#### [REQUIREMENT]
In the material below, identify each line bearing the word "Cursor". Reproduce those lines.

#### [EXTRACTED DATA]
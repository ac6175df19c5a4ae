//! WUX deduplicated Wii U disc images.
//!
//! Identical sectors of the original disc are stored once; an index
//! table maps each logical sector to a stored one.
//!
//! ```text
//! [0x00] Magic0        "WUX0"
//! [0x04] Magic1        (u32 LE) 0x1099D02E
//! [0x08] SectorSize    (u32 LE, power of two)
//! [0x0C] Reserved (4)
//! [0x10] UncompressedSize (u64 LE)
//! [0x18] Flags         (u32 LE)
//! [0x1C] Reserved (4)
//! [0x20] IndexTable    ceil(UncompressedSize / SectorSize) × u32 LE
//! ...    Sector data, starting at the next SectorSize boundary
//! ```

use std::io::Cursor;

use static_assertions::const_assert_eq;

use super::{BlockAddr, BlockMap, SparseDiscReader};
use crate::source::SourceRef;
use crate::utils::{align_up, le_u32, le_u32_at, le_u64, magic};
use crate::{Error, Result};

pub const HEADER_SIZE: usize = 0x20;
const_assert_eq!(HEADER_SIZE, 4 + 4 + 4 + 4 + 8 + 4 + 4);

pub const MAGIC0: &[u8; 4] = b"WUX0";
pub const MAGIC1: u32 = 0x1099_D02E;

const MIN_SECTOR_SIZE: u32 = 0x100;
const MAX_SECTOR_SIZE: u32 = 0x1000_0000;
/// Largest index table accepted.
const MAX_INDEX_TABLE: u64 = 16 << 20;

/// True if `header` starts with both WUX magics.
pub fn is_wux(header: &[u8]) -> bool {
    header.starts_with(MAGIC0) && le_u32_at(header, 4) == Some(MAGIC1)
}

/// Sector index of a WUX image.
pub struct Wux {
    sector_size: u32,
    disc_size: u64,
    data_offset: u64,
    index: Vec<u32>,
}

impl Wux {
    fn open(file: &SourceRef) -> Result<Self> {
        let header = file.read_vec_at(0, HEADER_SIZE)?;
        let mut r = Cursor::new(&header[..]);
        magic(&mut r, MAGIC0)?;
        if le_u32(&mut r)? != MAGIC1 {
            return Err(Error::BadMagic);
        }
        let sector_size = le_u32(&mut r)?;
        let _reserved = le_u32(&mut r)?;
        let disc_size = le_u64(&mut r)?;
        let _flags = le_u32(&mut r)?;

        if !sector_size.is_power_of_two()
            || !(MIN_SECTOR_SIZE..MAX_SECTOR_SIZE).contains(&sector_size)
        {
            return Err(Error::Parse("WUX sector size is not a supported power of two"));
        }
        if disc_size == 0 {
            return Err(Error::Parse("WUX image is empty"));
        }

        let sector_count = disc_size.div_ceil(sector_size as u64);
        let table_len = sector_count * 4;
        if table_len > MAX_INDEX_TABLE {
            return Err(Error::TooLarge {
                size: table_len,
                limit: MAX_INDEX_TABLE,
            });
        }
        let raw = file.read_vec_at(HEADER_SIZE as u64, table_len as usize)?;
        let index: Vec<u32> = raw
            .chunks_exact(4)
            .map(|b| u32::from_le_bytes([b[0], b[1], b[2], b[3]]))
            .collect();

        let data_offset = align_up(HEADER_SIZE as u64 + table_len, sector_size as u64);
        let stored = (file.size().saturating_sub(data_offset)) / sector_size as u64;
        if let Some(&bad) = index.iter().find(|&&i| i as u64 >= stored) {
            log::warn!("WUX index {bad} references a sector past end of file");
            return Err(Error::InvalidRange);
        }

        Ok(Self {
            sector_size,
            disc_size,
            data_offset,
            index,
        })
    }
}

impl BlockMap for Wux {
    fn block_size(&self) -> u32 {
        self.sector_size
    }

    fn block_count(&self) -> u64 {
        self.index.len() as u64
    }

    fn disc_size(&self) -> u64 {
        self.disc_size
    }

    fn phys_block_addr(&self, block_idx: u64) -> BlockAddr {
        match self.index.get(block_idx as usize) {
            Some(&i) => BlockAddr::Phys(self.data_offset + i as u64 * self.sector_size as u64),
            None => BlockAddr::OutOfRange,
        }
    }
}

/// Reader over a WUX image.
pub type WuxReader = SparseDiscReader<Wux>;

impl WuxReader {
    pub fn new(file: SourceRef) -> Self {
        let opened = Wux::open(&file);
        Self::from_open(file, opened)
    }
}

#### [ANSWER TO THIS TASK]
use std::io::Cursor;
        let mut r = Cursor::new(&header[..]);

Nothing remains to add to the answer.